_TASK TO CARRY OUT_. Output only the stretch of the listing that starts at the line containing "return Some(self.finish(text));" and ends at the line containing "let decoder = self.caps.files.clone();", reproduced exactly with both ends.

_DATA FOR THE TASK_.
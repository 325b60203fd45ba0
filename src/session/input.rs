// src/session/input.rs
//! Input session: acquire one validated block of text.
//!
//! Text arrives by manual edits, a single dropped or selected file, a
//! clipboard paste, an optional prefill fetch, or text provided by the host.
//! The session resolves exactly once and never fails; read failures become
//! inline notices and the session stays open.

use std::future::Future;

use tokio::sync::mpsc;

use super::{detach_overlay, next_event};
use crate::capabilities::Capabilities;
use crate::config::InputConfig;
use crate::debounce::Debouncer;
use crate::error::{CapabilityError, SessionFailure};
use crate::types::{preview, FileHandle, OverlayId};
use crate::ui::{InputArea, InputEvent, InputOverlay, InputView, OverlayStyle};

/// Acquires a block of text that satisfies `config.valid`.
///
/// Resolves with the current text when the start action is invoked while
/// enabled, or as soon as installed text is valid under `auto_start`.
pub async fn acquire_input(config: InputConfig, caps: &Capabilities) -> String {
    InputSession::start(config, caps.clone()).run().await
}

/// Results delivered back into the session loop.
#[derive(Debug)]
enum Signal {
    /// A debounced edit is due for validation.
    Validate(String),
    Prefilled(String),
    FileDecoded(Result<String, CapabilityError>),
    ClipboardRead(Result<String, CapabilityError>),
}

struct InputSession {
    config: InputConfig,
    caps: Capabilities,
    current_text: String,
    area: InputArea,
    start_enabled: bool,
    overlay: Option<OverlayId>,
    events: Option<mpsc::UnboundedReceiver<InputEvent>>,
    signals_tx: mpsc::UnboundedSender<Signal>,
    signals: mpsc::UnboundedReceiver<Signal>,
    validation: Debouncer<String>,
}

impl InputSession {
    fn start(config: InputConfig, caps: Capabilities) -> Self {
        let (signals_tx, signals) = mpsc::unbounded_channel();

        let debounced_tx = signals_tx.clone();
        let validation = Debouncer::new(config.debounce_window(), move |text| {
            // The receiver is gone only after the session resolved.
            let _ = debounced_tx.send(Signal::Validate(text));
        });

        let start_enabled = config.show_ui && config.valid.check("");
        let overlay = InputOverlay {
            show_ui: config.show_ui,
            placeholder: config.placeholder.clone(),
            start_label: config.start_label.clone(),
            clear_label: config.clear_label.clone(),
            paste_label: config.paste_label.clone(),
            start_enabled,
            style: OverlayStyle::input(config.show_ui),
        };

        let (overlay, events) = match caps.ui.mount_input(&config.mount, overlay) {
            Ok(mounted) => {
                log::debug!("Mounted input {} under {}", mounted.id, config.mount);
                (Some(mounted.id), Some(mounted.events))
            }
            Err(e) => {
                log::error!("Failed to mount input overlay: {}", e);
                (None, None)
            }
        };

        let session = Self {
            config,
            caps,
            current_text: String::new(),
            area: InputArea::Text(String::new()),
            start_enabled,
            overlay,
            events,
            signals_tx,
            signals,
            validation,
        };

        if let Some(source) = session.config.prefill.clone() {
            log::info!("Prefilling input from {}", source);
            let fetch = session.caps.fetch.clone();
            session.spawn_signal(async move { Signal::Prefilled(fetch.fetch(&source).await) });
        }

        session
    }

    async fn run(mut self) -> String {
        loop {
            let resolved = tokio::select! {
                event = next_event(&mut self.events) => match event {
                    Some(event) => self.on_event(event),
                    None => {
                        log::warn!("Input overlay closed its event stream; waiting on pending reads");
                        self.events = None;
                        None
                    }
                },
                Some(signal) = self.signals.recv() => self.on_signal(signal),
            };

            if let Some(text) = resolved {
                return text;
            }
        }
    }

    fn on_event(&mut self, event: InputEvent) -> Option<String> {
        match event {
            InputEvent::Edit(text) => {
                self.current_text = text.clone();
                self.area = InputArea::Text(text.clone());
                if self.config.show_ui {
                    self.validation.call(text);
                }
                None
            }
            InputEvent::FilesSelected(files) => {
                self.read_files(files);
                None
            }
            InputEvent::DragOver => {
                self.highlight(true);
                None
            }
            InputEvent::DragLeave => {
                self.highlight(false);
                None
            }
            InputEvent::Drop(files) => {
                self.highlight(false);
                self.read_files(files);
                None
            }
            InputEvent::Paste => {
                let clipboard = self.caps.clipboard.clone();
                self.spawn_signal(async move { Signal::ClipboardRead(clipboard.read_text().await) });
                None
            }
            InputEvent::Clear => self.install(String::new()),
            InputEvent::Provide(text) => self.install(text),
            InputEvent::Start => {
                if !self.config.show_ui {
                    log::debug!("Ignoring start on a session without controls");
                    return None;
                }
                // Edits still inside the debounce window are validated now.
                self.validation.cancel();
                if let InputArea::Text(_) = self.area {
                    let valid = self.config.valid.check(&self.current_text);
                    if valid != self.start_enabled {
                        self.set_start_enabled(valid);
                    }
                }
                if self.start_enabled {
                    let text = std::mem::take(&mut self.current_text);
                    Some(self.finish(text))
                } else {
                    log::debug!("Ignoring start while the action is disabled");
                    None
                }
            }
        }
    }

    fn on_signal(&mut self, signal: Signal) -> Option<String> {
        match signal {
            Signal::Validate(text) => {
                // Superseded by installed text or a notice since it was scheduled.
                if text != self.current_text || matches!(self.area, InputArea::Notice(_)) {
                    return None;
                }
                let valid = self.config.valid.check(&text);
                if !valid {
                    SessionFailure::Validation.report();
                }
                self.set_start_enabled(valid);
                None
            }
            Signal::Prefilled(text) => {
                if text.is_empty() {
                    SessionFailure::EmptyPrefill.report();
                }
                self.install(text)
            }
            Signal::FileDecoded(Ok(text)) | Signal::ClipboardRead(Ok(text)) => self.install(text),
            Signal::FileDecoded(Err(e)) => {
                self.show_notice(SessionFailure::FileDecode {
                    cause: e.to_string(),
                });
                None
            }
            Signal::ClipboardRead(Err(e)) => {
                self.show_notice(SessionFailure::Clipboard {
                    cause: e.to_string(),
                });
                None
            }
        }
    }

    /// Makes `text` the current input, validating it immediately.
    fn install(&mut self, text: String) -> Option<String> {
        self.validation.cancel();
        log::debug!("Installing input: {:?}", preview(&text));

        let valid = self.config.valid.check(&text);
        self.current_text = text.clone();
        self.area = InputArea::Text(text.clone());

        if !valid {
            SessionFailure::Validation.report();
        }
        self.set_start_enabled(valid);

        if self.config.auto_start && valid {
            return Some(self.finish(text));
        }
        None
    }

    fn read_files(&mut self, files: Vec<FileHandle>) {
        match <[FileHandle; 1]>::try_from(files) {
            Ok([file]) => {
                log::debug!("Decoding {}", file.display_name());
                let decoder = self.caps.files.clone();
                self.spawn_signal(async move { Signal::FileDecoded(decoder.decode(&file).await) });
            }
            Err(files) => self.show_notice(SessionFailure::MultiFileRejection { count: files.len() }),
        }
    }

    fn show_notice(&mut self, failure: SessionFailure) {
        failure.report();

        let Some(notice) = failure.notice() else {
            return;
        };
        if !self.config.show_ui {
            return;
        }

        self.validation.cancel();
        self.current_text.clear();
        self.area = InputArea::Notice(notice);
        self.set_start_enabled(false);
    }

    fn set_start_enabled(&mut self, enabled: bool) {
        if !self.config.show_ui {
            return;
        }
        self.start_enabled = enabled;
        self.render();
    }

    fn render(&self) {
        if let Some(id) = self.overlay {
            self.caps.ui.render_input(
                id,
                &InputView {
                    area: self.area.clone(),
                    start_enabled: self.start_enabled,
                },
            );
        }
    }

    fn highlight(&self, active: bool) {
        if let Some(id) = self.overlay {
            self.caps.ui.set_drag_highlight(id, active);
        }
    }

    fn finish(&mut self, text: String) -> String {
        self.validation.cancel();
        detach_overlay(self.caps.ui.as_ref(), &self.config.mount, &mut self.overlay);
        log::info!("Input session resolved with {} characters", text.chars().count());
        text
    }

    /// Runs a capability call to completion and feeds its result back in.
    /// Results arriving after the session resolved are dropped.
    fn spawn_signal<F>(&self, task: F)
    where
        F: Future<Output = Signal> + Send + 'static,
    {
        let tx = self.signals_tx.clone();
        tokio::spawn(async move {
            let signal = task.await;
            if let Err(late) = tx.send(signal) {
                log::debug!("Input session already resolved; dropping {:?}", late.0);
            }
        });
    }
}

_ANSWER BOX_.
            return Some(self.finish(text));
        }
        None
    }

    fn read_files(&mut self, files: Vec<FileHandle>) {
        match <[FileHandle; 1]>::try_from(files) {
            Ok([file]) => {
                log::debug!("Decoding {}", file.display_name());
                let decoder = self.caps.files.clone();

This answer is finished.